- [Saved entries]:
###

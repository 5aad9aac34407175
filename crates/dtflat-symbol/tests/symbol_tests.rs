use dtflat_symbol::{SymbolEntry, SymbolTable, SymbolTableSynthesizer, SymbolValidator};
use dtflat_tree::{ChangeSetState, NodeSnapshot, TreeSnapshot};
use pretty_assertions::assert_eq;
use proptest::prelude::*;
use std::collections::BTreeMap;

fn arb_symbols() -> impl Strategy<Value = Vec<SymbolEntry>> {
    prop::collection::btree_map("[a-z][a-z0-9_]{0,11}", "(/[a-z]{1,6}(@[0-9a-f]{1,8})?){1,4}", 0..12)
        .prop_map(|m: BTreeMap<String, String>| {
            m.into_iter().map(SymbolEntry::from).collect()
        })
}

proptest! {
    #[test]
    fn prop_table_reads_back_what_was_staged(symbols in arb_symbols()) {
        prop_assert!(SymbolValidator::new().validate(&symbols).is_ok());

        let mut tree = TreeSnapshot::new(NodeSnapshot::new("")).build().unwrap();
        let before = tree.snapshot();
        let mut cs = SymbolTableSynthesizer::new().ensure_symbols(&tree, &symbols).unwrap();
        prop_assert_eq!(cs.len(), symbols.len() + 1);
        cs.commit(&mut tree).unwrap();

        let table = SymbolTable::read(&tree).unwrap();
        prop_assert_eq!(table.entries(), &symbols[..]);

        cs.revert(&mut tree).unwrap();
        prop_assert_eq!(cs.state(), ChangeSetState::Reverted);
        prop_assert_eq!(tree.snapshot(), before);
    }
}

#[test]
fn existing_table_is_never_overwritten() {
    let snapshot = TreeSnapshot::new(
        NodeSnapshot::new("").with_child(
            NodeSnapshot::new("__symbols__").with_string("usb_1", "/soc@0/usb@a6f8800"),
        ),
    );
    let mut tree = snapshot.build().unwrap();

    let mut cs = SymbolTableSynthesizer::new()
        .ensure_symbols(&tree, &[SymbolEntry::new("usb_1", "/elsewhere")])
        .unwrap();
    cs.commit(&mut tree).unwrap();

    assert_eq!(tree.snapshot(), snapshot);
    let table = SymbolTable::read(&tree).unwrap();
    assert_eq!(table.get("usb_1"), Some("/soc@0/usb@a6f8800"));
}
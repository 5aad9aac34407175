//! Symbol entries and the read view of `/__symbols__`
//!
//! Provides [`SymbolEntry`] (one name → path mapping) and [`SymbolTable`], a
//! read-only view used by later consumers to resolve labels into the tree.

use dtflat_tree::{ConfigTree, NodeId, NodePath, PathError};
use serde::{Deserialize, Serialize};
use std::fmt::{self, Display, Formatter};

/// Name of the symbol table node
pub const SYMBOLS_NODE: &str = "__symbols__";

/// Symbolic name bound to an absolute node path
#[derive(Debug, Clone, PartialEq, Eq, PartialOrd, Ord, Hash, Serialize, Deserialize)]
pub struct SymbolEntry {
    /// Label, e.g. `usb_1_hsphy`
    pub name: String,

    /// Absolute path, e.g. `/soc@0/phy@88e3000`
    pub path: String,
}

impl SymbolEntry {
    /// Create new entry
    #[inline]
    #[must_use]
    pub fn new(name: impl Into<String>, path: impl Into<String>) -> Self {
        Self {
            name: name.into(),
            path: path.into(),
        }
    }

    /// Parse the target path
    ///
    /// # Errors
    /// Returns error if the path is not absolute or malformed
    #[inline]
    pub fn node_path(&self) -> Result<NodePath, PathError> {
        self.path.parse()
    }
}

impl Display for SymbolEntry {
    fn fmt(&self, f: &mut Formatter<'_>) -> fmt::Result {
        write!(f, "{} = {}", self.name, self.path)
    }
}

impl<N: Into<String>, P: Into<String>> From<(N, P)> for SymbolEntry {
    fn from((name, path): (N, P)) -> Self {
        Self::new(name, path)
    }
}

/// Locate the symbol table node
///
/// Returns the first attached node named `__symbols__` in pre-order, which
/// is `/__symbols__` when the conventional layout is used.
#[must_use]
pub fn find_symbols_node(tree: &ConfigTree) -> Option<NodeId> {
    tree.child_by_name(tree.root(), SYMBOLS_NODE).or_else(|| {
        tree.descendants(tree.root())
            .into_iter()
            .find(|id| tree.node(*id).is_some_and(|n| n.name() == SYMBOLS_NODE))
    })
}

/// Read-only view of an existing symbol table
#[derive(Debug, Clone)]
pub struct SymbolTable {
    node: NodeId,
    entries: Vec<SymbolEntry>,
}

impl SymbolTable {
    /// Read the symbol table, if one exists
    ///
    /// Properties whose value is not a single string are ignored.
    #[must_use]
    pub fn read(tree: &ConfigTree) -> Option<Self> {
        let node = find_symbols_node(tree)?;
        let entries = tree
            .node(node)?
            .properties()
            .iter()
            .filter_map(|p| {
                p.value()
                    .as_str()
                    .map(|path| SymbolEntry::new(p.name(), path))
            })
            .collect();
        Some(Self { node, entries })
    }

    /// Node holding the table
    #[inline]
    #[must_use]
    pub fn node(&self) -> NodeId {
        self.node
    }

    /// Entries in declaration order
    #[inline]
    #[must_use]
    pub fn entries(&self) -> &[SymbolEntry] {
        &self.entries
    }

    /// Number of entries
    #[inline]
    #[must_use]
    pub fn len(&self) -> usize {
        self.entries.len()
    }

    /// Check if the table is empty
    #[inline]
    #[must_use]
    pub fn is_empty(&self) -> bool {
        self.entries.is_empty()
    }

    /// Path bound to a label
    #[must_use]
    pub fn get(&self, name: &str) -> Option<&str> {
        self.entries
            .iter()
            .find(|e| e.name == name)
            .map(|e| e.path.as_str())
    }

    /// Resolve a label to a live node
    #[must_use]
    pub fn resolve(&self, tree: &ConfigTree, name: &str) -> Option<NodeId> {
        let path = self.get(name)?.parse().ok()?;
        tree.find_by_path(&path)
    }

    /// Entries whose path does not resolve in `tree`
    #[must_use]
    pub fn dangling<'a>(&'a self, tree: &ConfigTree) -> Vec<&'a SymbolEntry> {
        self.entries
            .iter()
            .filter(|e| {
                e.node_path()
                    .ok()
                    .and_then(|p| tree.find_by_path(&p))
                    .is_none()
            })
            .collect()
    }
}

#[cfg(test)]
mod tests {
    use super::*;
    use dtflat_tree::{NodeSnapshot, PropValue, TreeSnapshot};

    fn tree() -> ConfigTree {
        TreeSnapshot::new(
            NodeSnapshot::new("")
                .with_child(NodeSnapshot::new("soc@0").with_child(NodeSnapshot::new("phy@88e3000")))
                .with_child(
                    NodeSnapshot::new(SYMBOLS_NODE)
                        .with_string("usb_1_hsphy", "/soc@0/phy@88e3000")
                        .with_string("gone", "/soc@0/phy@0")
                        .with_property("weird", PropValue::u32(1)),
                ),
        )
        .build()
        .unwrap()
    }

    #[test]
    fn entry_parses_path() {
        let entry = SymbolEntry::new("intc", "/soc@0/interrupt-controller@17a00000");
        assert_eq!(entry.node_path().unwrap().len(), 2);
        assert!(SymbolEntry::new("x", "relative").node_path().is_err());
    }

    #[test]
    fn table_reads_string_entries() {
        let tree = tree();
        let table = SymbolTable::read(&tree).unwrap();
        assert_eq!(table.len(), 2);
        assert_eq!(table.get("usb_1_hsphy"), Some("/soc@0/phy@88e3000"));
        assert_eq!(table.get("weird"), None);
    }

    #[test]
    fn table_resolves_and_reports_dangling() {
        let tree = tree();
        let table = SymbolTable::read(&tree).unwrap();
        let phy = table.resolve(&tree, "usb_1_hsphy").unwrap();
        assert_eq!(tree.describe(phy), "/soc@0/phy@88e3000");
        let dangling = table.dangling(&tree);
        assert_eq!(dangling.len(), 1);
        assert_eq!(dangling[0].name, "gone");
    }

    #[test]
    fn missing_table_reads_none() {
        let tree = TreeSnapshot::new(NodeSnapshot::new("")).build().unwrap();
        assert!(SymbolTable::read(&tree).is_none());
        assert!(find_symbols_node(&tree).is_none());
    }
}
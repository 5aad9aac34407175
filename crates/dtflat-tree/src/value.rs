//! Property values
//!
//! Provides [`PropValue`], the opaque byte payload of a node property, with
//! helpers for the common encodings (NUL-terminated strings, string lists and
//! big-endian 32-bit cells).

use serde::{Deserialize, Serialize};

/// Opaque property value
///
/// The tree never interprets values except for the `compatible` string list.
/// Serialized forms (JSON/YAML) pick the most readable encoding:
/// `true` for empty values, a string or list of strings for printable string
/// lists, a list of integers for cell arrays, otherwise `{ "bytes": "<hex>" }`.
#[derive(Debug, Clone, PartialEq, Eq, Hash, Default, Serialize, Deserialize)]
#[serde(try_from = "PropRepr", into = "PropRepr")]
pub struct PropValue(Vec<u8>);

impl PropValue {
    /// Create from raw bytes
    #[inline]
    #[must_use]
    pub fn new(bytes: Vec<u8>) -> Self {
        Self(bytes)
    }

    /// Empty (boolean) property
    #[inline]
    #[must_use]
    pub fn empty() -> Self {
        Self(Vec::new())
    }

    /// NUL-terminated string
    #[must_use]
    pub fn string(s: &str) -> Self {
        let mut bytes = Vec::with_capacity(s.len() + 1);
        bytes.extend_from_slice(s.as_bytes());
        bytes.push(0);
        Self(bytes)
    }

    /// Sequence of NUL-terminated strings
    #[must_use]
    pub fn string_list<I, S>(items: I) -> Self
    where
        I: IntoIterator<Item = S>,
        S: AsRef<str>,
    {
        let mut bytes = Vec::new();
        for item in items {
            bytes.extend_from_slice(item.as_ref().as_bytes());
            bytes.push(0);
        }
        Self(bytes)
    }

    /// Single big-endian cell
    #[inline]
    #[must_use]
    pub fn u32(value: u32) -> Self {
        Self(value.to_be_bytes().to_vec())
    }

    /// Array of big-endian cells
    #[must_use]
    pub fn cells(values: &[u32]) -> Self {
        Self(values.iter().flat_map(|v| v.to_be_bytes()).collect())
    }

    /// Raw bytes
    #[inline]
    #[must_use]
    pub fn as_bytes(&self) -> &[u8] {
        &self.0
    }

    /// Length in bytes
    #[inline]
    #[must_use]
    pub fn len(&self) -> usize {
        self.0.len()
    }

    /// Check if value is empty
    #[inline]
    #[must_use]
    pub fn is_empty(&self) -> bool {
        self.0.is_empty()
    }

    /// Decode as a list of printable NUL-terminated strings
    ///
    /// Returns `None` if the value is empty, not NUL-terminated, contains an
    /// empty entry or non-printable bytes.
    #[must_use]
    pub fn strings(&self) -> Option<Vec<&str>> {
        let body = self.0.strip_suffix(&[0])?;
        body.split(|b| *b == 0)
            .map(|chunk| {
                if chunk.is_empty() || !chunk.iter().all(|b| (0x20..0x7f).contains(b)) {
                    None
                } else {
                    std::str::from_utf8(chunk).ok()
                }
            })
            .collect()
    }

    /// Decode as a single string
    #[must_use]
    pub fn as_str(&self) -> Option<&str> {
        match self.strings()?.as_slice() {
            [single] => Some(single),
            _ => None,
        }
    }

    /// Decode as a single cell
    #[must_use]
    pub fn as_u32(&self) -> Option<u32> {
        let bytes: [u8; 4] = self.0.as_slice().try_into().ok()?;
        Some(u32::from_be_bytes(bytes))
    }

    /// Decode as an array of cells
    #[must_use]
    pub fn as_cells(&self) -> Option<Vec<u32>> {
        if self.0.len() % 4 != 0 {
            return None;
        }
        Some(
            self.0
                .chunks_exact(4)
                .map(|c| u32::from_be_bytes([c[0], c[1], c[2], c[3]]))
                .collect(),
        )
    }

    /// Check if the value is a string list containing `needle`
    #[must_use]
    pub fn contains_string(&self, needle: &str) -> bool {
        self.strings()
            .is_some_and(|items| items.iter().any(|s| *s == needle))
    }
}

impl From<&str> for PropValue {
    fn from(s: &str) -> Self {
        Self::string(s)
    }
}

impl From<u32> for PropValue {
    fn from(value: u32) -> Self {
        Self::u32(value)
    }
}

impl From<Vec<u8>> for PropValue {
    fn from(bytes: Vec<u8>) -> Self {
        Self(bytes)
    }
}

/// Human-readable encoding used by serde
#[derive(Debug, Clone, Serialize, Deserialize)]
#[serde(untagged)]
enum PropRepr {
    Flag(bool),
    Cell(u32),
    Text(String),
    TextList(Vec<String>),
    Cells(Vec<u32>),
    Bytes { bytes: String },
}

impl TryFrom<PropRepr> for PropValue {
    type Error = ValueError;

    fn try_from(repr: PropRepr) -> Result<Self, Self::Error> {
        match repr {
            PropRepr::Flag(true) => Ok(Self::empty()),
            PropRepr::Flag(false) => Err(ValueError::FalseFlag),
            PropRepr::Cell(v) => Ok(Self::u32(v)),
            PropRepr::Text(s) => Ok(Self::string(&s)),
            PropRepr::TextList(items) => Ok(Self::string_list(items)),
            PropRepr::Cells(values) => Ok(Self::cells(&values)),
            PropRepr::Bytes { bytes } => Ok(Self(hex::decode(bytes)?)),
        }
    }
}

impl From<PropValue> for PropRepr {
    fn from(value: PropValue) -> Self {
        if value.is_empty() {
            return Self::Flag(true);
        }
        if let Some(items) = value.strings() {
            return match items.as_slice() {
                [single] => Self::Text((*single).to_string()),
                _ => Self::TextList(items.iter().map(|s| (*s).to_string()).collect()),
            };
        }
        if let Some(cells) = value.as_cells() {
            return match cells.as_slice() {
                [single] => Self::Cell(*single),
                _ => Self::Cells(cells),
            };
        }
        Self::Bytes {
            bytes: hex::encode(&value.0),
        }
    }
}

/// Errors decoding serialized property values
#[derive(Debug, thiserror::Error)]
pub enum ValueError {
    /// `false` has no property encoding (omit the property instead)
    #[error("boolean property cannot be false; omit it instead")]
    FalseFlag,

    /// Invalid hex in a raw byte value
    #[error("invalid hex bytes: {0}")]
    InvalidHex(#[from] hex::FromHexError),
}

#[cfg(test)]
mod tests {
    use super::*;

    #[test]
    fn string_is_nul_terminated() {
        let v = PropValue::string("host");
        assert_eq!(v.as_bytes(), b"host\0");
        assert_eq!(v.as_str(), Some("host"));
    }

    #[test]
    fn string_list_decodes() {
        let v = PropValue::string_list(["qcom,sdm845-dwc3", "qcom,dwc3"]);
        assert_eq!(v.strings().unwrap(), vec!["qcom,sdm845-dwc3", "qcom,dwc3"]);
        assert!(v.contains_string("qcom,dwc3"));
        assert!(!v.contains_string("snps,dwc3"));
        assert_eq!(v.as_str(), None);
    }

    #[test]
    fn cells_are_big_endian() {
        let v = PropValue::cells(&[1, 0x0a6f_8800]);
        assert_eq!(v.as_bytes(), &[0, 0, 0, 1, 0x0a, 0x6f, 0x88, 0x00]);
        assert_eq!(v.as_cells().unwrap(), vec![1, 0x0a6f_8800]);
        assert_eq!(PropValue::u32(7).as_u32(), Some(7));
    }

    #[test]
    fn binary_is_not_a_string() {
        let v = PropValue::u32(3);
        assert!(v.strings().is_none());
        assert!(!v.contains_string(""));
    }

    #[test]
    fn json_encodings() {
        let parsed: Vec<PropValue> =
            serde_json::from_str(r#"[true, "host", ["a", "b"], 5, [1, 2], {"bytes": "0102"}]"#)
                .unwrap();
        assert_eq!(parsed[0], PropValue::empty());
        assert_eq!(parsed[1], PropValue::string("host"));
        assert_eq!(parsed[2], PropValue::string_list(["a", "b"]));
        assert_eq!(parsed[3], PropValue::u32(5));
        assert_eq!(parsed[4], PropValue::cells(&[1, 2]));
        assert_eq!(parsed[5], PropValue::new(vec![1, 2]));

        let out = serde_json::to_string(&parsed).unwrap();
        assert_eq!(out, r#"[true,"host",["a","b"],5,[1,2],{"bytes":"0102"}]"#);
    }

    #[test]
    fn json_false_is_rejected() {
        let result: Result<PropValue, _> = serde_json::from_str("false");
        assert!(result.is_err());
    }
}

###

- [What the exercise asks]:
Give only the number of lines in the entries that contain "NodeSnapshot".

- [Task solution]:
9